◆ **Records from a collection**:
□ □ □

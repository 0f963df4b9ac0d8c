//! Domain layer for the ShoesX storefront.
//!
//! Contains the cart state engine, the catalog filter/sort engine, the size
//! recommender, and the traits for the collaborators they depend on (local
//! key-value store, remote document store, identity provider).

pub mod cart;
pub mod catalog;
pub mod config;
pub mod error;
pub mod fit;
pub mod identity;
pub mod remote;

// Re-export common error type
pub use error::ShopError;
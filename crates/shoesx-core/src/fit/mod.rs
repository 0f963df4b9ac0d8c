//! Size recommendation from foot measurements.

mod model;

pub use model::{
    FootMeasurements, Gender, MAX_LENGTH_CM, MAX_WIDTH_CM, MIN_LENGTH_CM, MIN_WIDTH_CM, PreferredFit, ReturnRisk,
    SizeRecommendation,
};

use crate::error::{Result, ShopError};

/// Recommends a UK size for `measurements` in `category`.
///
/// Length picks the base size; women's sizes sit 1.5 below (never under 3).
/// Width drives the return-risk estimate.
pub fn recommend_size(measurements: &FootMeasurements, category: &str) -> Result<SizeRecommendation> {
    if category.trim().is_empty() {
        return Err(ShopError::invalid_argument("Category is required"));
    }
    measurements.validate()?;

    let length = measurements.length_cm;
    let width = measurements.width_cm;

    let base: f64 = if length > 28.5 {
        10.0
    } else if length > 27.0 {
        9.0
    } else if length > 25.5 {
        8.0
    } else if length < 25.0 {
        6.0
    } else {
        7.0
    };

    let uk_size = match measurements.gender {
        Gender::Female => (base - 1.5).max(3.0),
        Gender::Male | Gender::Unisex => base,
    };

    let confidence = (75.0 + ((length + width) % 25.0).round()).clamp(70.0, 95.0) as u32;

    let return_risk = if width > 11.5 {
        ReturnRisk::High
    } else if width > 10.5 {
        ReturnRisk::Medium
    } else {
        ReturnRisk::Low
    };

    tracing::debug!(
        "[Fit] {} cm x {} cm ({}) -> UK {}",
        length,
        width,
        category,
        uk_size
    );

    Ok(SizeRecommendation {
        size: format!("UK {}", uk_size),
        confidence,
        return_risk,
    })
}
use crate::commands::Out;
use crate::{Config, Result};
use anyhow::Context;
use std::path::Path;

/// Creates the data directory, its subdirectories, an initial `config.json` file with default
/// settings, and the category list with the default categories.
///
/// Running it again on an existing directory keeps the existing configuration and data.
///
/// # Arguments
/// - `quarter_home` - The directory that will be the root of data directory, e.g. `$HOME/quarter`
///
/// # Errors
/// - Returns an error if any file operations fail.
pub async fn init(quarter_home: &Path) -> Result<Out<()>> {
    let config = Config::create(quarter_home)
        .await
        .context("Unable to create the data directory and configs")?;
    let ledger = config.ledger().await?;
    Ok(format!(
        "Successfully created the quarter directory at {} with {} categories",
        config.root().display(),
        ledger.list_categories().len()
    )
    .into())
}

#[cfg(test)]
mod tests {
    use super::*;
    use tempfile::TempDir;

    #[tokio::test]
    async fn test_init_twice_keeps_data() {
        let dir = TempDir::new().unwrap();
        let home = dir.path().join("quarter");
        let out = init(&home).await.unwrap();
        assert!(out.message().contains("6 categories"));

        let config = Config::load(&home).await.unwrap();
        let mut ledger = config.ledger().await.unwrap();
        ledger.add_category("Regalos").await.unwrap();

        let out = init(&home).await.unwrap();
        assert!(out.message().contains("7 categories"));
    }
}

□ □ □

◆ **PROBLEM DESCRIPTION**: Give back, unchanged, the line that holds "use tempfile::TempDir;" along with all lines after it through the last line above.

◆ **TASK RESPONSE**:
    use tempfile::TempDir;

    #[tokio::test]
    async fn test_init_twice_keeps_data() {
        let dir = TempDir::new().unwrap();
        let home = dir.path().join("quarter");
        let out = init(&home).await.unwrap();
        assert!(out.message().contains("6 categories"));

        let config = Config::load(&home).await.unwrap();
        let mut ledger = config.ledger().await.unwrap();
        ledger.add_category("Regalos").await.unwrap();

        let out = init(&home).await.unwrap();
        assert!(out.message().contains("7 categories"));
    }
}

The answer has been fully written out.